WORK INSTRUCTIONS: Your answer should be the lines below from the one holding "repository 87fd990ceebf2324" through the one holding "free-text product name.", copied exactly and with nothing else.

LISTED ENTRIES:
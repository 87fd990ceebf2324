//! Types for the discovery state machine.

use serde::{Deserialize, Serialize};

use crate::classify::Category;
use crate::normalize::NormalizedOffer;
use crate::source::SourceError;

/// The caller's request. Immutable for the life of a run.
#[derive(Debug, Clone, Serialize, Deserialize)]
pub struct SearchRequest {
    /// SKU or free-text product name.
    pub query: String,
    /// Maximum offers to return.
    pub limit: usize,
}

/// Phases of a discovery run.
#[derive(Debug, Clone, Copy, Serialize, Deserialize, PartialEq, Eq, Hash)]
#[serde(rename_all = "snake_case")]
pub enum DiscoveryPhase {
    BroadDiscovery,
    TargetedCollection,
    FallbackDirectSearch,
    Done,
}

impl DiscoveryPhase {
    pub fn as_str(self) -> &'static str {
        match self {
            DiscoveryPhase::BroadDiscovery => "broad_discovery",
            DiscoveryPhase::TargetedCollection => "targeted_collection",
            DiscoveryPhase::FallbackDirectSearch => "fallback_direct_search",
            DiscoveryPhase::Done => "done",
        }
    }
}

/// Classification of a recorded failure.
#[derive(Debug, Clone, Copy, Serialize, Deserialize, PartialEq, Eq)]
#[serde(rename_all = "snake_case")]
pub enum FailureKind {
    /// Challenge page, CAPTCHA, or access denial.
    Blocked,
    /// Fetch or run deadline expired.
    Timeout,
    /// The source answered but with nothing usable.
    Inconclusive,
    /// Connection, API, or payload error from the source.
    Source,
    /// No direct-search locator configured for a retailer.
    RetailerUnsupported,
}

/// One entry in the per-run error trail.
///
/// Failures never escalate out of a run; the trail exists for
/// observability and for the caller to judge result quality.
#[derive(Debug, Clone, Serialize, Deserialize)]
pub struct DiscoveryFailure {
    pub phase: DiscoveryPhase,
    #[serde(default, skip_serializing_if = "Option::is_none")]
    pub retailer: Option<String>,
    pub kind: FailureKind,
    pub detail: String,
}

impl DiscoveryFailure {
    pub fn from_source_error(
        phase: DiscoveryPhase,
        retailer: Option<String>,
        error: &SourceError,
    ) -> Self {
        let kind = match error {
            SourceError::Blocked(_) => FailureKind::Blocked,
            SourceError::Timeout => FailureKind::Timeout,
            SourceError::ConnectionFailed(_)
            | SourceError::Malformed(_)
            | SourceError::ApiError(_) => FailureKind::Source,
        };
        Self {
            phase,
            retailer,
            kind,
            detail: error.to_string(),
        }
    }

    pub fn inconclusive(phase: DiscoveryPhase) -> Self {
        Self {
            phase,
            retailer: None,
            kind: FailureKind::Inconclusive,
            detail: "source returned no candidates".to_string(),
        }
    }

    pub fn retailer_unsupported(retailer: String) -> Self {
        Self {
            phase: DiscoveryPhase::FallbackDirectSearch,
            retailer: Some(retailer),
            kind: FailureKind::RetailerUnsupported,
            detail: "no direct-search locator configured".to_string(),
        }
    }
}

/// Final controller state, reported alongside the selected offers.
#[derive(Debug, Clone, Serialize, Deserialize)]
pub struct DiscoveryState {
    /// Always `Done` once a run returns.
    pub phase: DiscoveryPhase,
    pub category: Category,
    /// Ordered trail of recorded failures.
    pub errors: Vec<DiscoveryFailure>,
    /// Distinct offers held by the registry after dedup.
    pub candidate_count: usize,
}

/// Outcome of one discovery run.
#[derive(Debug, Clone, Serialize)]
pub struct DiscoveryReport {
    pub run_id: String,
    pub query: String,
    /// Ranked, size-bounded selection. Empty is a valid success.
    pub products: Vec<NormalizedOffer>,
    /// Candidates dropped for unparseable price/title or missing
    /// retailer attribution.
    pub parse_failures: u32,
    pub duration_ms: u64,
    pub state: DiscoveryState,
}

...

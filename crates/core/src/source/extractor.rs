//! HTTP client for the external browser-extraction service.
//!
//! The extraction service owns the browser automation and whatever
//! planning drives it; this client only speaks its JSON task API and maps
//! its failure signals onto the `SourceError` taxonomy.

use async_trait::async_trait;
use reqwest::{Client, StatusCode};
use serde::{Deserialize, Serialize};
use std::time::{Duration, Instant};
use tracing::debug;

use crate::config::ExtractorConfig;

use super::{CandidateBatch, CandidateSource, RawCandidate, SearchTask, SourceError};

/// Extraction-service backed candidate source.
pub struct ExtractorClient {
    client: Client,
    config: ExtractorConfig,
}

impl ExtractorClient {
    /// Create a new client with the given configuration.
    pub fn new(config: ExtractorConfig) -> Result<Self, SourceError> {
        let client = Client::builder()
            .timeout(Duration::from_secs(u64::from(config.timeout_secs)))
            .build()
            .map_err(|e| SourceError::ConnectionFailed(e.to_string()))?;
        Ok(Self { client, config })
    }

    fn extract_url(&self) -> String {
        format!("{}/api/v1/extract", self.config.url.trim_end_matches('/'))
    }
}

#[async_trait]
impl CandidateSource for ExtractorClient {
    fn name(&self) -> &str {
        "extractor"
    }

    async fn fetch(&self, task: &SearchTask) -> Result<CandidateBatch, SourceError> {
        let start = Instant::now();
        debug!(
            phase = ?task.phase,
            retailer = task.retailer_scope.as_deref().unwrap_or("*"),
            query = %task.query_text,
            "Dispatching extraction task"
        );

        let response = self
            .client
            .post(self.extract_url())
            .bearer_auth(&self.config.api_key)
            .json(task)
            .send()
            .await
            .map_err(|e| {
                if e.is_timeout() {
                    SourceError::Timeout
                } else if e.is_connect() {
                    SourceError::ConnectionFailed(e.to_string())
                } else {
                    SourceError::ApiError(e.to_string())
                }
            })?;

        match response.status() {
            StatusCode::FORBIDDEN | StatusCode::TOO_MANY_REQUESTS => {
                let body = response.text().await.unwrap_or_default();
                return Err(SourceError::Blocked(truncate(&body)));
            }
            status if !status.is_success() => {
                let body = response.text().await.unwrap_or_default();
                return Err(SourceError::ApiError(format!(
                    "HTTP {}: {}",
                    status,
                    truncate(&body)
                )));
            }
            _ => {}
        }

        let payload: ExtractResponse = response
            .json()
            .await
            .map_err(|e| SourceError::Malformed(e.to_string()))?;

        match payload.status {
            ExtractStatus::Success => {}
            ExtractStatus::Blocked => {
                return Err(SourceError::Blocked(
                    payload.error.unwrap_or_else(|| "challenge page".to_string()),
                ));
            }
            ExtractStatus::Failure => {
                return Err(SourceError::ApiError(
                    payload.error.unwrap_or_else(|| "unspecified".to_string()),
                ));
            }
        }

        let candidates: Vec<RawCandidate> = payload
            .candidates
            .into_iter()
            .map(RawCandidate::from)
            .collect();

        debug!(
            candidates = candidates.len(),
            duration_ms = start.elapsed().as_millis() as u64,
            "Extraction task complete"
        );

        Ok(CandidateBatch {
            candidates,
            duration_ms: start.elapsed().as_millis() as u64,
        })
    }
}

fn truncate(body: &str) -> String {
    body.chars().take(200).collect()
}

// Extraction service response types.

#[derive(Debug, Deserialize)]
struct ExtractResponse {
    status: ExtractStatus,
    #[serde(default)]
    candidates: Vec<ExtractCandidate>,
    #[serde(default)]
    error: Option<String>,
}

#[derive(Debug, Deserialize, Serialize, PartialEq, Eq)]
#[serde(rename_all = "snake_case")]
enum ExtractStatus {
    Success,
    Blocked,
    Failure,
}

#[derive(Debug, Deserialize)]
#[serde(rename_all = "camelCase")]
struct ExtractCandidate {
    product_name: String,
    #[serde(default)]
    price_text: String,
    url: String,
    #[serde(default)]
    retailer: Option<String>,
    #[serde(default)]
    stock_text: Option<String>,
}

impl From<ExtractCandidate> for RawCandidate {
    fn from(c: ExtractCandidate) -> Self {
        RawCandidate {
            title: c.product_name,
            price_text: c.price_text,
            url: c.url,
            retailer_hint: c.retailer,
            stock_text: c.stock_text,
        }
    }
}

WRITTEN RESPONSE:
repository 87fd990ceebf2324
//! Types for the discovery state machine.

use serde::{Deserialize, Serialize};

use crate::classify::Category;
use crate::normalize::NormalizedOffer;
use crate::source::SourceError;

/// The caller's request. Immutable for the life of a run.
#[derive(Debug, Clone, Serialize, Deserialize)]
pub struct SearchRequest {
    /// SKU or free-text product name.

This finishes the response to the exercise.